EXERCISE OBJECTIVE. Pick every line from the data that holds the word "CctvInfo".

+++++

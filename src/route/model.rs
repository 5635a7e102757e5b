use std::fmt;

use serde::{Deserialize, Serialize};

use crate::map::Coordinate;

/// Which direction endpoint a request goes to.
#[derive(Debug, Clone, Copy, PartialEq, Eq, Hash, Default, Serialize, Deserialize)]
#[serde(rename_all = "kebab-case")]
pub enum RouteType {
    #[default]
    Normal,
    Safe,
}

impl RouteType {
    /// Path segment under `/direction/`.
    pub fn endpoint(&self) -> &'static str {
        match self {
            RouteType::Normal => "normal-direction",
            RouteType::Safe => "safe-direction",
        }
    }

    pub fn label(&self) -> &'static str {
        match self {
            RouteType::Normal => "일반 경로",
            RouteType::Safe => "안전 경로",
        }
    }
}

impl fmt::Display for RouteType {
    fn fmt(&self, f: &mut fmt::Formatter<'_>) -> fmt::Result {
        match self {
            RouteType::Normal => f.write_str("normal"),
            RouteType::Safe => f.write_str("safe"),
        }
    }
}

/// One draw request: where from, where to, and which kind of route.
#[derive(Debug, Clone, Copy, PartialEq)]
pub struct RouteRequest {
    pub start: Coordinate,
    pub goal: Coordinate,
    pub route_type: RouteType,
}

#[derive(Debug, Clone, PartialEq, Default)]
pub struct SafetyInfo {
    pub grade: String,
    pub coverage_ratio_percent: f64,
}

/// A CCTV installation near the route.
#[derive(Debug, Clone, PartialEq)]
pub struct CctvInfo {
    pub coordinate: Coordinate,
    pub camera_count: Option<u32>,
    pub purpose: Option<String>,
    pub address: Option<String>,
}

/// A convenience store near the route.
#[derive(Debug, Clone, PartialEq)]
pub struct StoreInfo {
    pub coordinate: Coordinate,
    pub name: Option<String>,
    pub address: Option<String>,
    /// Distance as the backend reported it, unparsed.
    pub distance: Option<String>,
}

/// A computed route as returned by the direction backend.
#[derive(Debug, Clone, PartialEq, Default)]
pub struct RouteSummary {
    pub route_type: RouteType,
    pub distance_meters: i64,
    pub time_seconds: i64,
    /// Path points in the order received.
    pub path: Vec<Coordinate>,
    pub safety: Option<SafetyInfo>,
    pub nearby_cctvs: Vec<CctvInfo>,
    pub nearby_stores: Vec<StoreInfo>,
}

impl RouteSummary {
    pub fn empty(route_type: RouteType) -> Self {
        Self {
            route_type,
            ..Default::default()
        }
    }

    pub fn cctv_count(&self) -> usize {
        self.nearby_cctvs.len()
    }

    pub fn store_count(&self) -> usize {
        self.nearby_stores.len()
    }
}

+++++

TASK OUTPUT.
pub struct CctvInfo {
    pub nearby_cctvs: Vec<CctvInfo>,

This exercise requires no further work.